Quote exactly the lines spanning from the top of the data below to the line that contains "scene graph arena", including both.

▸ RECORDS SUPPLIED:
- - - - - - -

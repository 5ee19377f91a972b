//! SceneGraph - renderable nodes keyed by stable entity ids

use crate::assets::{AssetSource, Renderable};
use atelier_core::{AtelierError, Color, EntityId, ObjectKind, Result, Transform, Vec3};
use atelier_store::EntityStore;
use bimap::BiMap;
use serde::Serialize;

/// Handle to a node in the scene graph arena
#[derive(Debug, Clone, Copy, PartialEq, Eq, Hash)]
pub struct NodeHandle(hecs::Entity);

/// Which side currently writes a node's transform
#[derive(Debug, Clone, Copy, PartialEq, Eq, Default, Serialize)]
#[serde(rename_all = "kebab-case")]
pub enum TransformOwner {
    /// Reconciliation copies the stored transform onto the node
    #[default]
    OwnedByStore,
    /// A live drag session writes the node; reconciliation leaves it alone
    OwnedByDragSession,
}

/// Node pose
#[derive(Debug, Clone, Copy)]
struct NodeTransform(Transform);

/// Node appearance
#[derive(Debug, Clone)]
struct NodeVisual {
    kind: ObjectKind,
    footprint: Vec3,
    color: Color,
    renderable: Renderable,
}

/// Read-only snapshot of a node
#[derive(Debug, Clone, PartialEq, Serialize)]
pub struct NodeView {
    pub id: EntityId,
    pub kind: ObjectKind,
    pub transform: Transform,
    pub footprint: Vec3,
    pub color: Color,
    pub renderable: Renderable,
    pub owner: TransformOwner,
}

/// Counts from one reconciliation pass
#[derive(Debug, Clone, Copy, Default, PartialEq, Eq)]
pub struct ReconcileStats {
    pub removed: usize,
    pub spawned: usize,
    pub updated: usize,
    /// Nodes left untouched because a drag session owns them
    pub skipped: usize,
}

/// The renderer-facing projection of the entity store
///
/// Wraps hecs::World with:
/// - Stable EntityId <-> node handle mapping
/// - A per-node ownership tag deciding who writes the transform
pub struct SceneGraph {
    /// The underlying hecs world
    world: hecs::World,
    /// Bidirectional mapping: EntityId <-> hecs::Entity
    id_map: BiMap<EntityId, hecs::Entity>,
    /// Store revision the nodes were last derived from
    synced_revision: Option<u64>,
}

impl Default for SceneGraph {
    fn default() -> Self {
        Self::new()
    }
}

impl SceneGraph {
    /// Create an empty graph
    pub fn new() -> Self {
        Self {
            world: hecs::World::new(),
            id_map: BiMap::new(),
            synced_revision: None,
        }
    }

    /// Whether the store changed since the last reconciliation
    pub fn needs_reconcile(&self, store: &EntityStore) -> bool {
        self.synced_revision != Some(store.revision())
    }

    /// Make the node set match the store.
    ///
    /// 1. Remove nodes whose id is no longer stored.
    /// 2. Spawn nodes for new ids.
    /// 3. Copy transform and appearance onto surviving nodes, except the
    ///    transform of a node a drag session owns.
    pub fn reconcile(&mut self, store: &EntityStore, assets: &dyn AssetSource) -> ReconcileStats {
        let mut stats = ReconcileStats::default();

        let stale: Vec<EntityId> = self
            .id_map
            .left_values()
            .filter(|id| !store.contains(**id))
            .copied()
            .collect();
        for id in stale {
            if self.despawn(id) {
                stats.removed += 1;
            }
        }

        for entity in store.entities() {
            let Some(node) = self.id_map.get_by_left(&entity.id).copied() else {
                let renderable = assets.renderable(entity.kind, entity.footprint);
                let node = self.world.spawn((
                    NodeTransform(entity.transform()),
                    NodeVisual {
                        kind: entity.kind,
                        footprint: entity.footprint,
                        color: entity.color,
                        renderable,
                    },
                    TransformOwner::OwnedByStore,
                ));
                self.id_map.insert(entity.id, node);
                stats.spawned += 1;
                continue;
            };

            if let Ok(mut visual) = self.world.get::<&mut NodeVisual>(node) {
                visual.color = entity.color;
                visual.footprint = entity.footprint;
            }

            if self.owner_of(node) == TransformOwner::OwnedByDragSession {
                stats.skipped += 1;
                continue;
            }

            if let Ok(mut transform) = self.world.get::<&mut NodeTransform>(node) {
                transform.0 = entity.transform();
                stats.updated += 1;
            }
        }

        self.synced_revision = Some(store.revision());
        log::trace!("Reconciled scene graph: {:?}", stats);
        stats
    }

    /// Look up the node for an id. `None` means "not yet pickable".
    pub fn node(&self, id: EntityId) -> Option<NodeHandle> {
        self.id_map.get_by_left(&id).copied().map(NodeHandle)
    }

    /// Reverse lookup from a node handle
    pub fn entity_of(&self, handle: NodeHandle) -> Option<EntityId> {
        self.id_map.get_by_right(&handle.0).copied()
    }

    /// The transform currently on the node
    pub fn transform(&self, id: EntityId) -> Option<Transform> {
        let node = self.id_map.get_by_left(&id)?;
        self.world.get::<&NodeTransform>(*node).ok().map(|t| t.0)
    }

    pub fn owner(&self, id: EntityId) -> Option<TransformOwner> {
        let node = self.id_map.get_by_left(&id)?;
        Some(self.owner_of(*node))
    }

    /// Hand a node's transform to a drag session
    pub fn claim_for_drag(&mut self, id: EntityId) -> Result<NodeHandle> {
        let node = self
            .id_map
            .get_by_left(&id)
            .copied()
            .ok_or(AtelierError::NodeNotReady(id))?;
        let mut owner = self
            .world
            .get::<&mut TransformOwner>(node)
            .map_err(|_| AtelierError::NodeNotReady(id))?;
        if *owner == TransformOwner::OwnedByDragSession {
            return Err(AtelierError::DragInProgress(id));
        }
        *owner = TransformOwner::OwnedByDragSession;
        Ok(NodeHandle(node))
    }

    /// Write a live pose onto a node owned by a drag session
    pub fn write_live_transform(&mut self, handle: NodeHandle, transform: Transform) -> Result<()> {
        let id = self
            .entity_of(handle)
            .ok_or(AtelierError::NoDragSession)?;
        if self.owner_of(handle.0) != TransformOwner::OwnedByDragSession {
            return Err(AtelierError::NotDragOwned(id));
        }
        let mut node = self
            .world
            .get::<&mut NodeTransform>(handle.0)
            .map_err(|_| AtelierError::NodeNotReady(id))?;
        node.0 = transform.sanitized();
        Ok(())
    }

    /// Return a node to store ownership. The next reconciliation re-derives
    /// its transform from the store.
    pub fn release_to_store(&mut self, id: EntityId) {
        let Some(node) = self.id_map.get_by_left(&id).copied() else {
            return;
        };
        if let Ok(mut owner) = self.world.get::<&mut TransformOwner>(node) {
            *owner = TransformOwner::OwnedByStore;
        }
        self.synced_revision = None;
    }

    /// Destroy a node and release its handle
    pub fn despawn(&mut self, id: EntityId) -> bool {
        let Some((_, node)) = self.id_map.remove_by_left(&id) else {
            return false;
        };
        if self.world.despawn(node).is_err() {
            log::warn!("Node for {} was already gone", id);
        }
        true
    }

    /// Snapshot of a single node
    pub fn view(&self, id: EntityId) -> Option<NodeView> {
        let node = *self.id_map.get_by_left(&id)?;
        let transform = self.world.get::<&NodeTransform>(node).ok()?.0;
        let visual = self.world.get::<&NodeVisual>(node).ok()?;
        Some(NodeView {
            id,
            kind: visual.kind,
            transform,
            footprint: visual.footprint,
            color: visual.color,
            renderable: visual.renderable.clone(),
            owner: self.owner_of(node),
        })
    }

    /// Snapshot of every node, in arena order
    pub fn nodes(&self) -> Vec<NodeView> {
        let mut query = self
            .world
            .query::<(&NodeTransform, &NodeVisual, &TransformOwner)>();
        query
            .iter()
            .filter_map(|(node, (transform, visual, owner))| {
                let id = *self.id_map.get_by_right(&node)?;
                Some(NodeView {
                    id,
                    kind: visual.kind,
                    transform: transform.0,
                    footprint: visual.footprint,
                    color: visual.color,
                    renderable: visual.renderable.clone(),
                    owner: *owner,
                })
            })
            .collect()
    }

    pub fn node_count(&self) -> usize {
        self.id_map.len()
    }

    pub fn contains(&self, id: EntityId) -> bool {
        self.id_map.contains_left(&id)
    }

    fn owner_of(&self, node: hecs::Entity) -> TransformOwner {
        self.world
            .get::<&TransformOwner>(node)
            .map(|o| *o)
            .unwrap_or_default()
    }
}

- - - - - - -

▸ RESULT FOR THIS EXERCISE:
repository 5ee19377f91a972b
//! SceneGraph - renderable nodes keyed by stable entity ids

use crate::assets::{AssetSource, Renderable};
use atelier_core::{AtelierError, Color, EntityId, ObjectKind, Result, Transform, Vec3};
use atelier_store::EntityStore;
use bimap::BiMap;
use serde::Serialize;

/// Handle to a node in the scene graph arena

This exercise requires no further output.